====== Record excerpts
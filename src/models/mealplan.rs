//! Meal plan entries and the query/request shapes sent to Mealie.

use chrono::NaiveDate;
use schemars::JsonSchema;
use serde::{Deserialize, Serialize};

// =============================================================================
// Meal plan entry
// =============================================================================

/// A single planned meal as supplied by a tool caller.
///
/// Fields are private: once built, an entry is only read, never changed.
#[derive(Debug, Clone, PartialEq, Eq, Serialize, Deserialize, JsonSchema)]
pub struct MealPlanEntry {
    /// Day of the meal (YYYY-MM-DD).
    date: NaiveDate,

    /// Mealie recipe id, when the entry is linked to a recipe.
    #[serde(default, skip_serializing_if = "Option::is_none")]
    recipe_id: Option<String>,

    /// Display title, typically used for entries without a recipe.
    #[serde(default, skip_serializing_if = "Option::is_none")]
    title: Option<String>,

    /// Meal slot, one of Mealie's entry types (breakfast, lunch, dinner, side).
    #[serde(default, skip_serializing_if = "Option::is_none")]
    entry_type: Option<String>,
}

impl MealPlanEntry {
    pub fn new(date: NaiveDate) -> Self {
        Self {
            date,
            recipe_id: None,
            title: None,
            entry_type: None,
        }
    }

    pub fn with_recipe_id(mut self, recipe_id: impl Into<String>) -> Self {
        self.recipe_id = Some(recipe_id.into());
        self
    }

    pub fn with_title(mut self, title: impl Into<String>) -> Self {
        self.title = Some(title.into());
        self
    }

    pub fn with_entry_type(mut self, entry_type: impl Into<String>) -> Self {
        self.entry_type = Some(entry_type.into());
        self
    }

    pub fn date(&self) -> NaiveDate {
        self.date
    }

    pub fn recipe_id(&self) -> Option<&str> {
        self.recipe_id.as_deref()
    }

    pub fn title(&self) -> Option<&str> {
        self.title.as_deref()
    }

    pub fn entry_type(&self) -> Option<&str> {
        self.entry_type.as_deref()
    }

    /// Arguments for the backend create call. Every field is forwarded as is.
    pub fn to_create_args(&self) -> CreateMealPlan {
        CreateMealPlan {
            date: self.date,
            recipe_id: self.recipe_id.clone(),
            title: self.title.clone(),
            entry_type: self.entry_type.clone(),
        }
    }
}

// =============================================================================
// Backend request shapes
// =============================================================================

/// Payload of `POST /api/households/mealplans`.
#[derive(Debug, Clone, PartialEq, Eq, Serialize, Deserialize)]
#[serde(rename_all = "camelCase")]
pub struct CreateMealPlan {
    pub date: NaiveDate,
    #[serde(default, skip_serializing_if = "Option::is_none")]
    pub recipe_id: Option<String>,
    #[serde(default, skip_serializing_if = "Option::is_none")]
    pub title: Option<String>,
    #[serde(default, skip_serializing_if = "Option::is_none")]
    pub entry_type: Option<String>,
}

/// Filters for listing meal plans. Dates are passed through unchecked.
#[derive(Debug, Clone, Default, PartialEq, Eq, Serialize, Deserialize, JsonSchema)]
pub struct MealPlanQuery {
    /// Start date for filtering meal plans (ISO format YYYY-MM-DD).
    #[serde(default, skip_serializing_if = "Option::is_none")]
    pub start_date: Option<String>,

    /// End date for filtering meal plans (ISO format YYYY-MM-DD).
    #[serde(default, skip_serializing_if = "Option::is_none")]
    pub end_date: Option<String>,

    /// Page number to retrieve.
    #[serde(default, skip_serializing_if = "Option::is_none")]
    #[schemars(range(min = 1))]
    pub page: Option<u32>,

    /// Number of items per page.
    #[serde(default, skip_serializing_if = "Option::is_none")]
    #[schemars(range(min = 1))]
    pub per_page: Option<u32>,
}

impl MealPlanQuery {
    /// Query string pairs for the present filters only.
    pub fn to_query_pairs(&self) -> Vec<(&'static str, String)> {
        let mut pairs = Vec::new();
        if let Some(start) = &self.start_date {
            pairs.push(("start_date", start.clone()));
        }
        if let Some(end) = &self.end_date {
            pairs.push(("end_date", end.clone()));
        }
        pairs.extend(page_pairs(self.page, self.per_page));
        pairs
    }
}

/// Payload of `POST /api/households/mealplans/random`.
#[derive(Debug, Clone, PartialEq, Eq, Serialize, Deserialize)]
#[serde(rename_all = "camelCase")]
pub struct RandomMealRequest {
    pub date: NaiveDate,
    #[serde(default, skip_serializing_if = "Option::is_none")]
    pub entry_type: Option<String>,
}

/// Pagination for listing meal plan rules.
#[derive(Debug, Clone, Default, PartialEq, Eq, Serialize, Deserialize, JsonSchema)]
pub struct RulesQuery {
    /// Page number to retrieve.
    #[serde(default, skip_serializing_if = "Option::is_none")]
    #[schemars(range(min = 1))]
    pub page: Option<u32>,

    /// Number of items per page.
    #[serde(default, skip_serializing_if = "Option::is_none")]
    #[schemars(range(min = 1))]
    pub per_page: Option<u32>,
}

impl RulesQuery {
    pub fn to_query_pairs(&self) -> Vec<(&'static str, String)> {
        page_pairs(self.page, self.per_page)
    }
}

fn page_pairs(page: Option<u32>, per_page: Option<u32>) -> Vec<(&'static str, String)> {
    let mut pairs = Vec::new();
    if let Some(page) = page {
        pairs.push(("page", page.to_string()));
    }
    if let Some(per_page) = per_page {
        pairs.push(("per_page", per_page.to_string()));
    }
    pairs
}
============
What you have to do: Without altering a single word, transcribe the entries above.

Your response:
filename src/models/mealplan.rs
//! Meal plan entries and the query/request shapes sent to Mealie.

use chrono::NaiveDate;
use schemars::JsonSchema;
use serde::{Deserialize, Serialize};

// =============================================================================
// Meal plan entry
// =============================================================================

/// A single planned meal as supplied by a tool caller.
///
/// Fields are private: once built, an entry is only read, never changed.
#[derive(Debug, Clone, PartialEq, Eq, Serialize, Deserialize, JsonSchema)]
pub struct MealPlanEntry {
    /// Day of the meal (YYYY-MM-DD).
    date: NaiveDate,

    /// Mealie recipe id, when the entry is linked to a recipe.
    #[serde(default, skip_serializing_if = "Option::is_none")]
    recipe_id: Option<String>,

    /// Display title, typically used for entries without a recipe.
    #[serde(default, skip_serializing_if = "Option::is_none")]
    title: Option<String>,

    /// Meal slot, one of Mealie's entry types (breakfast, lunch, dinner, side).
    #[serde(default, skip_serializing_if = "Option::is_none")]
    entry_type: Option<String>,
}

impl MealPlanEntry {
    pub fn new(date: NaiveDate) -> Self {
        Self {
            date,
            recipe_id: None,
            title: None,
            entry_type: None,
        }
    }

    pub fn with_recipe_id(mut self, recipe_id: impl Into<String>) -> Self {
        self.recipe_id = Some(recipe_id.into());
        self
    }

    pub fn with_title(mut self, title: impl Into<String>) -> Self {
        self.title = Some(title.into());
        self
    }

    pub fn with_entry_type(mut self, entry_type: impl Into<String>) -> Self {
        self.entry_type = Some(entry_type.into());
        self
    }

    pub fn date(&self) -> NaiveDate {
        self.date
    }

    pub fn recipe_id(&self) -> Option<&str> {
        self.recipe_id.as_deref()
    }

    pub fn title(&self) -> Option<&str> {
        self.title.as_deref()
    }

    pub fn entry_type(&self) -> Option<&str> {
        self.entry_type.as_deref()
    }

    /// Arguments for the backend create call. Every field is forwarded as is.
    pub fn to_create_args(&self) -> CreateMealPlan {
        CreateMealPlan {
            date: self.date,
            recipe_id: self.recipe_id.clone(),
            title: self.title.clone(),
            entry_type: self.entry_type.clone(),
        }
    }
}

// =============================================================================
// Backend request shapes
// =============================================================================

/// Payload of `POST /api/households/mealplans`.
#[derive(Debug, Clone, PartialEq, Eq, Serialize, Deserialize)]
#[serde(rename_all = "camelCase")]
pub struct CreateMealPlan {
    pub date: NaiveDate,
    #[serde(default, skip_serializing_if = "Option::is_none")]
    pub recipe_id: Option<String>,
    #[serde(default, skip_serializing_if = "Option::is_none")]
    pub title: Option<String>,
    #[serde(default, skip_serializing_if = "Option::is_none")]
    pub entry_type: Option<String>,
}

/// Filters for listing meal plans. Dates are passed through unchecked.
#[derive(Debug, Clone, Default, PartialEq, Eq, Serialize, Deserialize, JsonSchema)]
pub struct MealPlanQuery {
    /// Start date for filtering meal plans (ISO format YYYY-MM-DD).
    #[serde(default, skip_serializing_if = "Option::is_none")]
    pub start_date: Option<String>,

    /// End date for filtering meal plans (ISO format YYYY-MM-DD).
    #[serde(default, skip_serializing_if = "Option::is_none")]
    pub end_date: Option<String>,

    /// Page number to retrieve.
    #[serde(default, skip_serializing_if = "Option::is_none")]
    #[schemars(range(min = 1))]
    pub page: Option<u32>,

    /// Number of items per page.
    #[serde(default, skip_serializing_if = "Option::is_none")]
    #[schemars(range(min = 1))]
    pub per_page: Option<u32>,
}

impl MealPlanQuery {
    /// Query string pairs for the present filters only.
    pub fn to_query_pairs(&self) -> Vec<(&'static str, String)> {
        let mut pairs = Vec::new();
        if let Some(start) = &self.start_date {
            pairs.push(("start_date", start.clone()));
        }
        if let Some(end) = &self.end_date {
            pairs.push(("end_date", end.clone()));
        }
        pairs.extend(page_pairs(self.page, self.per_page));
        pairs
    }
}

/// Payload of `POST /api/households/mealplans/random`.
#[derive(Debug, Clone, PartialEq, Eq, Serialize, Deserialize)]
#[serde(rename_all = "camelCase")]
pub struct RandomMealRequest {
    pub date: NaiveDate,
    #[serde(default, skip_serializing_if = "Option::is_none")]
    pub entry_type: Option<String>,
}

/// Pagination for listing meal plan rules.
#[derive(Debug, Clone, Default, PartialEq, Eq, Serialize, Deserialize, JsonSchema)]
pub struct RulesQuery {
    /// Page number to retrieve.
    #[serde(default, skip_serializing_if = "Option::is_none")]
    #[schemars(range(min = 1))]
    pub page: Option<u32>,

    /// Number of items per page.
    #[serde(default, skip_serializing_if = "Option::is_none")]
    #[schemars(range(min = 1))]
    pub per_page: Option<u32>,
}

impl RulesQuery {
    pub fn to_query_pairs(&self) -> Vec<(&'static str, String)> {
        page_pairs(self.page, self.per_page)
    }
}

fn page_pairs(page: Option<u32>, per_page: Option<u32>) -> Vec<(&'static str, String)> {
    let mut pairs = Vec::new();
    if let Some(page) = page {
        pairs.push(("page", page.to_string()));
    }
    if let Some(per_page) = per_page {
        pairs.push(("per_page", per_page.to_string()));
    }
    pairs
}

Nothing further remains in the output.